I feel that two years is not sufficient time to seriously
evaluate the so-called “Arab Spring”. Besides, too many “experts” in the Arab
and African world don’t adequately understand the societies they’re studying. Transitional politics has never been an exact
science, the destination never certain. Our post-apartheid era in South Africa has
shown us eloquently that this is the case.
In my book, the biggest existential challenge the “Arab Spring” faces is political
pluralism. How does one accommodate cultural diversity, freedom of speech and
differences of opinion within a socially Islamic milieu? For surely, crude Shari’ah-ism
or scorched-earth Salafism is not the answer.
For this I would turn to Imam al-Ghazali, the 12th
century polymath, who in his Ihya suggests that siyasa – the nuts and bolts of
political governance – must be in the hands of the experts, not the ideologues
or the ‘ulama. In other words, engineers should build bridges, not deliver
fatwas. The president doesn’t have to be a cleric.

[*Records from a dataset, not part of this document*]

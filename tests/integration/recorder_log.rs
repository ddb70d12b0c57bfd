#![allow(missing_docs)]

use std::cell::Cell;
use std::fs;
use std::path::{Path, PathBuf};
use std::sync::{Arc, Barrier};
use std::thread;

use benchlog::{
    run::LOG_HEADER, LoadGenerator, LogRecord, Recorder, RecorderError, ResultsLog, RunMetrics,
    RunParams, ToolOutput,
};
use csv::ReaderBuilder;
use tempfile::TempDir;

const SAMPLE_REPORT: &str = "Running 10s test @ http://127.0.0.1:8080/
  2 threads and 10 connections
  Thread Stats   Avg      Stdev     Max   +/- Stdev
    Latency   812.00us  143.00us   4.71ms   80.00%
    Latency     1.45ms    0.30ms   4.71ms   81.10%
    Req/Sec     3.51k   201.33     3.90k    68.50%
  69893 requests in 10.01s, 8.27MB read
Requests/sec:   6982.12
Transfer/sec:      0.83MB
";

/// Replays a fixed report for every run.
struct ScriptedGenerator {
    report: String,
    runs: Cell<usize>,
}

impl ScriptedGenerator {
    fn new(report: &str) -> Self {
        Self {
            report: report.to_string(),
            runs: Cell::new(0),
        }
    }
}

impl LoadGenerator for ScriptedGenerator {
    fn program(&self) -> &Path {
        Path::new("scripted-wrk")
    }

    fn run(&self, _params: &RunParams) -> benchlog::Result<ToolOutput> {
        self.runs.set(self.runs.get() + 1);
        Ok(ToolOutput::succeeded(self.report.clone()))
    }
}

fn setup_log(name: &str) -> (TempDir, PathBuf) {
    let dir = TempDir::new().expect("tempdir");
    let path = dir.path().join(format!("{name}.csv"));
    (dir, path)
}

fn read_rows(path: &Path) -> Vec<Vec<String>> {
    let mut reader = ReaderBuilder::new()
        .has_headers(false)
        .from_path(path)
        .expect("open log");
    reader
        .records()
        .map(|r| r.expect("row").iter().map(str::to_string).collect())
        .collect()
}

#[test]
fn repeated_runs_write_one_header_and_n_rows() {
    let (_dir, path) = setup_log("repeated");
    let recorder = Recorder::new(ScriptedGenerator::new(SAMPLE_REPORT), ResultsLog::new(&path));

    for i in 0..5 {
        let connections = (10 * (i + 1)).to_string();
        let params = RunParams::new("2", connections, "10s", "http://127.0.0.1:8080/");
        let recorded = recorder.record(params).expect("record run");
        assert_eq!(recorded.append.header_written, i == 0);
    }
    assert_eq!(recorder.generator().runs.get(), 5);

    let rows = read_rows(&path);
    assert_eq!(rows.len(), 6);
    assert_eq!(rows[0], LOG_HEADER);
    for (i, row) in rows[1..].iter().enumerate() {
        assert_eq!(row.len(), 9);
        assert_eq!(row[1], "2");
        assert_eq!(row[2], (10 * (i + 1)).to_string());
        assert_eq!(row[3], "10s");
        assert_eq!(row[4], "http://127.0.0.1:8080/");
        assert_eq!(row[5], "6982.12");
        assert_eq!(row[6], "0.83");
        // The microsecond mean is skipped; the first millisecond latency wins.
        assert_eq!(row[7], "1.45");
        assert_eq!(row[8], "0");
    }

    let timestamps: Vec<String> = rows[1..].iter().map(|r| r[0].clone()).collect();
    let mut sorted = timestamps.clone();
    sorted.sort();
    assert_eq!(timestamps, sorted, "timestamps should sort in append order");
}

#[test]
fn existing_log_keeps_single_header() {
    let (_dir, path) = setup_log("existing");
    fs::write(
        &path,
        format!(
            "{}\n2024-01-01T00:00:00.000000,1,1,1s,http://old/,1.0,0.1,2.0,0\n",
            LOG_HEADER.join(",")
        ),
    )
    .expect("seed log");

    let recorder = Recorder::new(ScriptedGenerator::new(SAMPLE_REPORT), ResultsLog::new(&path));
    let recorded = recorder
        .record(RunParams::new("4", "64", "5s", "http://new/"))
        .expect("record run");
    assert!(!recorded.append.header_written);

    let contents = fs::read_to_string(&path).expect("read log");
    assert_eq!(contents.matches("timestamp,threads").count(), 1);

    let records = recorder.log().read_records().expect("read back");
    assert_eq!(records.len(), 2);
    assert_eq!(records[0].params.server, "http://old/");
    assert_eq!(records[1].params.server, "http://new/");
}

#[test]
fn partial_report_records_zero_for_missing_fields() {
    let (_dir, path) = setup_log("partial");
    let recorder = Recorder::new(
        ScriptedGenerator::new("Requests/sec:    120.50\n"),
        ResultsLog::new(&path),
    );
    let recorded = recorder
        .record(RunParams::new("1", "1", "1s", "http://x/"))
        .expect("record run");
    assert_eq!(
        recorded.record.metrics,
        RunMetrics {
            rps: 120.5,
            ..RunMetrics::default()
        }
    );
    let rows = read_rows(&path);
    assert_eq!(&rows[1][5..], &["120.5", "0.0", "0.0", "0"]);
}

#[test]
fn concurrent_appends_never_duplicate_header() {
    let (_dir, path) = setup_log("concurrent");
    let writers = 8;
    let rows_per_writer = 10;
    let barrier = Arc::new(Barrier::new(writers));

    let handles: Vec<_> = (0..writers)
        .map(|w| {
            let path = path.clone();
            let barrier = Arc::clone(&barrier);
            thread::spawn(move || {
                let log = ResultsLog::new(path);
                barrier.wait();
                for i in 0..rows_per_writer {
                    let record = LogRecord::now(
                        RunParams::new(w.to_string(), i.to_string(), "1s", "http://race/"),
                        RunMetrics {
                            rps: (w * 100 + i) as f64,
                            transfer_mb_s: 1.0,
                            latency_ms: 2.0,
                            connect_errors: w as u64,
                        },
                    );
                    log.append(&record).expect("append");
                }
            })
        })
        .collect();
    for handle in handles {
        handle.join().expect("writer thread");
    }

    let contents = fs::read_to_string(&path).expect("read log");
    assert_eq!(contents.matches("timestamp,threads").count(), 1);
    let records = ResultsLog::new(&path).read_records().expect("read back");
    assert_eq!(records.len(), writers * rows_per_writer);
    for w in 0..writers {
        let count = records
            .iter()
            .filter(|r| r.params.threads == w.to_string())
            .count();
        assert_eq!(count, rows_per_writer);
    }
}

#[test]
fn unwritable_log_fails_without_panicking() {
    let (dir, _path) = setup_log("unused");
    let blocker = dir.path().join("not-a-dir");
    fs::write(&blocker, "file").expect("create blocker");

    let recorder = Recorder::new(
        ScriptedGenerator::new(SAMPLE_REPORT),
        ResultsLog::new(blocker.join("wrk_results.csv")),
    );
    let err = recorder
        .record(RunParams::new("1", "1", "1s", "http://x/"))
        .expect_err("parent is a file");
    assert!(matches!(err, RecorderError::Io(_)), "unexpected error: {err}");
}
//! The load generator seam.
//!
//! [`LoadGenerator`] is the only way the recorder reaches the outside world
//! for measurements; [`WrkCommand`] is the production implementation and
//! tests substitute their own.

use std::io;
use std::path::{Path, PathBuf};
use std::process::{Command, Stdio};
use std::time::Instant;

use tracing::debug;

use crate::error::{RecorderError, Result};
use crate::run::RunParams;

/// Default program name, resolved through `PATH`.
pub const DEFAULT_WRK_BIN: &str = "wrk";

/// Everything the tool left behind after it exited.
#[derive(Debug, Clone, Default, PartialEq, Eq)]
pub struct ToolOutput {
    /// Captured standard output.
    pub stdout: String,
    /// Captured standard error.
    pub stderr: String,
    /// Exit code, `None` when the process was terminated by a signal.
    pub code: Option<i32>,
}

impl ToolOutput {
    /// Output of a run that exited with status 0.
    pub fn succeeded(stdout: impl Into<String>) -> Self {
        Self {
            stdout: stdout.into(),
            stderr: String::new(),
            code: Some(0),
        }
    }

    /// Whether the tool reported success.
    pub fn success(&self) -> bool {
        self.code == Some(0)
    }
}

/// Runs a load test and returns its captured output.
///
/// Implementations block until the test finishes. An error means the tool
/// could not be run at all; a tool that ran and failed returns `Ok` with a
/// non-zero [`ToolOutput::code`].
pub trait LoadGenerator {
    /// Program name used in diagnostics.
    fn program(&self) -> &Path;

    /// Runs one load test with `params`.
    fn run(&self, params: &RunParams) -> Result<ToolOutput>;
}

/// Runs `wrk` (or a compatible binary) as a child process.
#[derive(Debug, Clone)]
pub struct WrkCommand {
    program: PathBuf,
    extra_args: Vec<String>,
}

impl Default for WrkCommand {
    fn default() -> Self {
        Self::new(DEFAULT_WRK_BIN)
    }
}

impl WrkCommand {
    /// Uses `program` as the load generator binary.
    pub fn new(program: impl Into<PathBuf>) -> Self {
        Self {
            program: program.into(),
            extra_args: Vec::new(),
        }
    }

    /// Arguments placed before the thread/connection/duration flags.
    pub fn with_extra_args<I, S>(mut self, args: I) -> Self
    where
        I: IntoIterator<Item = S>,
        S: Into<String>,
    {
        self.extra_args = args.into_iter().map(Into::into).collect();
        self
    }

    /// Full argument list for `params`.
    pub fn args(&self, params: &RunParams) -> Vec<String> {
        let mut args = self.extra_args.clone();
        args.push(format!("-t{}", params.threads));
        args.push(format!("-c{}", params.connections));
        args.push(format!("-d{}", params.duration));
        args.push(params.server.clone());
        args
    }
}

impl LoadGenerator for WrkCommand {
    fn program(&self) -> &Path {
        &self.program
    }

    fn run(&self, params: &RunParams) -> Result<ToolOutput> {
        let args = self.args(params);
        debug!(program = %self.program.display(), ?args, "spawning load generator");
        let start = Instant::now();
        let output = Command::new(&self.program)
            .args(&args)
            .stdin(Stdio::null())
            .output()
            .map_err(|source| launch_error(&self.program, source))?;
        let result = ToolOutput {
            stdout: String::from_utf8_lossy(&output.stdout).into_owned(),
            stderr: String::from_utf8_lossy(&output.stderr).into_owned(),
            code: output.status.code(),
        };
        debug!(
            program = %self.program.display(),
            code = ?result.code,
            elapsed_ms = start.elapsed().as_millis() as u64,
            stdout_bytes = result.stdout.len(),
            "load generator exited"
        );
        Ok(result)
    }
}

fn launch_error(program: &Path, source: io::Error) -> RecorderError {
    if source.kind() == io::ErrorKind::NotFound {
        RecorderError::ToolNotFound {
            program: program.to_path_buf(),
        }
    } else {
        RecorderError::Launch {
            program: program.to_path_buf(),
            source,
        }
    }
}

This is not a call for naked secularism – but there has to
be a separation of state from the religious fraternity, and even more
critically, the judiciary and the media.
Then there has to be an understanding of democracy. For
countries in political transition, the Westminster “winner takes all” model doesn’t
always work. This often reinforces the incorrect notion that the one who shouts
the loudest, or who has the biggest majority, has the most rights. In Libya,
where clan-ism is rife, this is a real danger.
What needs to be understood is that proportional
representation is the more comfortable transitional mode, but it can only work if
everyone is guaranteed inclusion and genuine equal rights through a workable
constitution. For at the end of the day,
the winner has to be the people, and not the party.